Hace 70 años, Europa se destrozaba intestinamente, hace 60 fumar era saludable, y hace 50 las computadoras eran grandes habitaciones recalentadas con tarjetas perforadas. En la lista pueden ir la droga, el internet, el homosexualismo, los divorcios o los celulares… Escoja usted lo que quiera, objeto, nación o sentimiento y todo cambia, nacen cosas, mueren otras.

¿Por qué, si todo cambia, nos da por creer que “ahora” es para siempre?, ¿de dónde nos da por pensar que como es ahora ha sido siempre y será hasta el fin del tiempo?

Hay quizás en nuestro cerebro, ese que nos hace creer tan engreídamente la cima de la evolución, los reyes de la creación, un departamento que manda sobre todos, el de la comodidad, el del “deje así, que así estamos bien”. Pero no estamos bien. No lo estamos, ni siquiera si en el “estamos” incluimos solo a nuestro mínimo entorno familiar.

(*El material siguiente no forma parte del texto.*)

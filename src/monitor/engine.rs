//! Registry of analyte monitors.

use std::collections::BTreeMap;
use std::sync::Arc;

use tracing::info;

use super::analyte::{AnalyteMonitor, EvaluationReport};
use crate::capability::SigmaMetric;
use crate::config::AnalyteConfig;
use crate::error::{QcError, Result};
use crate::spc::Measurement;

/// Routes measurements to their analyte's monitor.
///
/// Analytes are independent: an error for one never touches another, and
/// [`QcEngine::monitors_mut`] hands out disjoint mutable handles so separate
/// analytes can be evaluated on separate threads.
///
/// # Examples
///
/// ```
/// use u_labqc::config::{AnalyteConfig, AnalyteProfile};
/// use u_labqc::monitor::QcEngine;
/// use u_labqc::spc::Measurement;
///
/// let mut engine = QcEngine::new();
/// engine.register(AnalyteConfig::new(AnalyteProfile::new("urea", 25.0, 1.5, 9.0).unwrap())).unwrap();
///
/// let report = engine.evaluate("urea", Measurement::new("urea", 1, 25.3)).unwrap();
/// assert!(report.is_clean());
/// assert!(engine.evaluate("glucose", Measurement::new("glucose", 1, 5.0)).is_err());
/// ```
#[derive(Debug, Clone, Default)]
pub struct QcEngine {
    monitors: BTreeMap<String, AnalyteMonitor>,
}

impl QcEngine {
    pub fn new() -> Self {
        Self::default()
    }

    /// Adds an analyte.
    ///
    /// # Errors
    ///
    /// - [`QcError::InvalidConfig`] if the configuration does not validate.
    /// - [`QcError::DuplicateAnalyte`] if the analyte is already registered.
    pub fn register(&mut self, config: impl Into<Arc<AnalyteConfig>>) -> Result<()> {
        let config = config.into();
        let id = config.analyte_id().to_string();
        if self.monitors.contains_key(&id) {
            return Err(QcError::DuplicateAnalyte(id));
        }
        let monitor = AnalyteMonitor::new(config)?;
        info!(analyte = %id, "analyte registered");
        self.monitors.insert(id, monitor);
        Ok(())
    }

    /// Evaluates one measurement for `analyte_id`.
    ///
    /// # Errors
    ///
    /// - [`QcError::UnknownAnalyte`] if `analyte_id` is not registered.
    /// - [`QcError::AnalyteMismatch`] if the measurement names another analyte.
    /// - Any rejection from [`AnalyteMonitor::evaluate`].
    pub fn evaluate(&mut self, analyte_id: &str, measurement: Measurement) -> Result<EvaluationReport> {
        if measurement.analyte_id != analyte_id {
            return Err(QcError::AnalyteMismatch {
                expected: analyte_id.to_string(),
                got: measurement.analyte_id,
            });
        }
        self.monitor_mut(analyte_id)?.evaluate(measurement)
    }

    /// Sigma metric for `analyte_id` from accumulated Bias% and CV%.
    ///
    /// # Errors
    ///
    /// [`QcError::UnknownAnalyte`], or as [`crate::capability::classify_sigma`].
    pub fn classify(&self, analyte_id: &str, bias_pct: f64, cv_pct: f64) -> Result<SigmaMetric> {
        self.monitor(analyte_id)?.classify(bias_pct, cv_pct)
    }

    /// Restarts the CUSUM and EWMA state of one analyte.
    ///
    /// # Errors
    ///
    /// [`QcError::UnknownAnalyte`].
    pub fn reset(&mut self, analyte_id: &str) -> Result<()> {
        self.monitor_mut(analyte_id)?.reset();
        Ok(())
    }

    pub fn monitor(&self, analyte_id: &str) -> Result<&AnalyteMonitor> {
        self.monitors
            .get(analyte_id)
            .ok_or_else(|| QcError::UnknownAnalyte(analyte_id.to_string()))
    }

    pub fn monitor_mut(&mut self, analyte_id: &str) -> Result<&mut AnalyteMonitor> {
        self.monitors
            .get_mut(analyte_id)
            .ok_or_else(|| QcError::UnknownAnalyte(analyte_id.to_string()))
    }

    /// Every monitor, in analyte id order.
    pub fn monitors(&self) -> impl Iterator<Item = &AnalyteMonitor> + '_ {
        self.monitors.values()
    }

    /// Disjoint mutable handles to every monitor, in analyte id order.
    pub fn monitors_mut(&mut self) -> impl Iterator<Item = &mut AnalyteMonitor> + '_ {
        self.monitors.values_mut()
    }

    /// Registered analyte ids, sorted.
    pub fn analytes(&self) -> impl Iterator<Item = &str> + '_ {
        self.monitors.keys().map(String::as_str)
    }

    /// Unregisters an analyte, returning its monitor.
    ///
    /// # Errors
    ///
    /// [`QcError::UnknownAnalyte`].
    pub fn remove(&mut self, analyte_id: &str) -> Result<AnalyteMonitor> {
        let monitor = self
            .monitors
            .remove(analyte_id)
            .ok_or_else(|| QcError::UnknownAnalyte(analyte_id.to_string()))?;
        info!(analyte = %analyte_id, "analyte removed");
        Ok(monitor)
    }

    pub fn len(&self) -> usize {
        self.monitors.len()
    }

    pub fn is_empty(&self) -> bool {
        self.monitors.is_empty()
    }
}

#[cfg(test)]
mod tests {
    use super::*;
    use crate::config::AnalyteProfile;

    fn engine() -> QcEngine {
        let mut engine = QcEngine::new();
        engine
            .register(AnalyteConfig::new(
                AnalyteProfile::new("creatinine", 1.0, 0.05, 15.0).expect("valid profile"),
            ))
            .expect("registered");
        engine
            .register(AnalyteConfig::new(
                AnalyteProfile::new("urea", 25.0, 1.5, 9.0).expect("valid profile"),
            ))
            .expect("registered");
        engine
    }

    #[test]
    fn test_register_and_list() {
        let e = engine();
        assert_eq!(e.len(), 2);
        assert_eq!(e.analytes().collect::<Vec<_>>(), vec!["creatinine", "urea"]);
    }

    #[test]
    fn test_duplicate_registration() {
        let mut e = engine();
        let err = e
            .register(AnalyteConfig::new(
                AnalyteProfile::new("urea", 30.0, 2.0, 9.0).expect("valid profile"),
            ))
            .expect_err("duplicate");
        assert_eq!(err, QcError::DuplicateAnalyte("urea".into()));
        // First registration wins.
        let target = e.monitor("urea").expect("registered").config().profile.target_mean;
        assert!((target - 25.0).abs() < 1e-12);
    }

    #[test]
    fn test_register_rejects_invalid_config() {
        let mut e = QcEngine::new();
        let mut config = AnalyteConfig::new(
            AnalyteProfile::new("glucose", 5.5, 0.2, 6.9).expect("valid profile"),
        );
        config.window_capacity = 5;
        assert!(matches!(
            e.register(config),
            Err(QcError::InvalidConfig { field: "trend_window", .. })
        ));
        assert!(e.is_empty());
    }

    #[test]
    fn test_unknown_analyte() {
        let mut e = engine();
        assert_eq!(
            e.evaluate("glucose", Measurement::new("glucose", 1, 5.0))
                .expect_err("unknown"),
            QcError::UnknownAnalyte("glucose".into())
        );
        assert!(matches!(e.reset("glucose"), Err(QcError::UnknownAnalyte(_))));
        assert!(matches!(
            e.classify("glucose", 1.0, 2.0),
            Err(QcError::UnknownAnalyte(_))
        ));
        assert!(e.remove("glucose").is_err());
    }

    #[test]
    fn test_measurement_routed_to_wrong_analyte() {
        let mut e = engine();
        let err = e
            .evaluate("urea", Measurement::new("creatinine", 1, 1.0))
            .expect_err("mismatch");
        assert!(matches!(err, QcError::AnalyteMismatch { .. }));
        assert!(e.monitor("urea").expect("registered").window().is_empty());
        assert!(e.monitor("creatinine").expect("registered").window().is_empty());
    }

    #[test]
    fn test_error_in_one_analyte_leaves_others_alone() {
        let mut e = engine();
        e.evaluate("creatinine", Measurement::new("creatinine", 5, 1.0))
            .expect("accepted");
        assert!(e
            .evaluate("creatinine", Measurement::new("creatinine", 4, 1.0))
            .is_err());
        e.evaluate("urea", Measurement::new("urea", 1, 25.0))
            .expect("independent run sequence");
        assert_eq!(e.monitor("urea").expect("registered").window().len(), 1);
    }

    #[test]
    fn test_classify_uses_analyte_tea() {
        let e = engine();
        // urea TEa 9%: (9 - 1) / 2 = 4
        let metric = e.classify("urea", 1.0, 2.0).expect("valid input");
        assert!((metric.sigma - 4.0).abs() < 1e-12);
    }

    #[test]
    fn test_reset_and_remove() {
        let mut e = engine();
        e.evaluate("creatinine", Measurement::new("creatinine", 1, 1.1))
            .expect("accepted");
        e.reset("creatinine").expect("registered");
        assert_eq!(
            e.monitor("creatinine").expect("registered").cusum_state().c_plus,
            0.0
        );
        let removed = e.remove("creatinine").expect("registered");
        assert_eq!(removed.window().len(), 1);
        assert_eq!(e.len(), 1);
    }
}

Los imposibles pueblan nuestro entender. Los “nunca”, los “siempre” y los “jamás”, como si los términos absolutos tuvieran algún sentido en un tiempo que transcurre, en un mundo que se mueve. Ni un insecto en ámbar tiene esa posibilidad. Nunca se moverá (aunque no falte el genetista que tiene una idea distinta), pero alguna vez lo hizo.

“La guerra es inherente al ser humano”, le escuché decir a uno muy estudiado, como si por mis venas circulara un gen indestructible y fatalista, inevitable y omnipotente. Como si la muerte y la destrucción del otro fueran la única posibilidad de mundo. Como si no nos fuera por dentro la posibilidad de imaginar y de crear otro estado de las cosas.

“Es que eso es imposible”, dicen algunos escépticos; “jamás lo permitiré (án)”, dicen algunos más convencidos. “Nunca se ha hecho”, balbucean los más atrevidos. La realidad adquiere la dimensión de una montaña, gigantesca e infranqueable. Colombia, país de deslizamientos y derrumbes, físicos y políticos, debiera saber de más que, como nos lo mostraron Mocoa y Manizales, por mencionar dos recientes, un poco de agua puede licuar una montaña.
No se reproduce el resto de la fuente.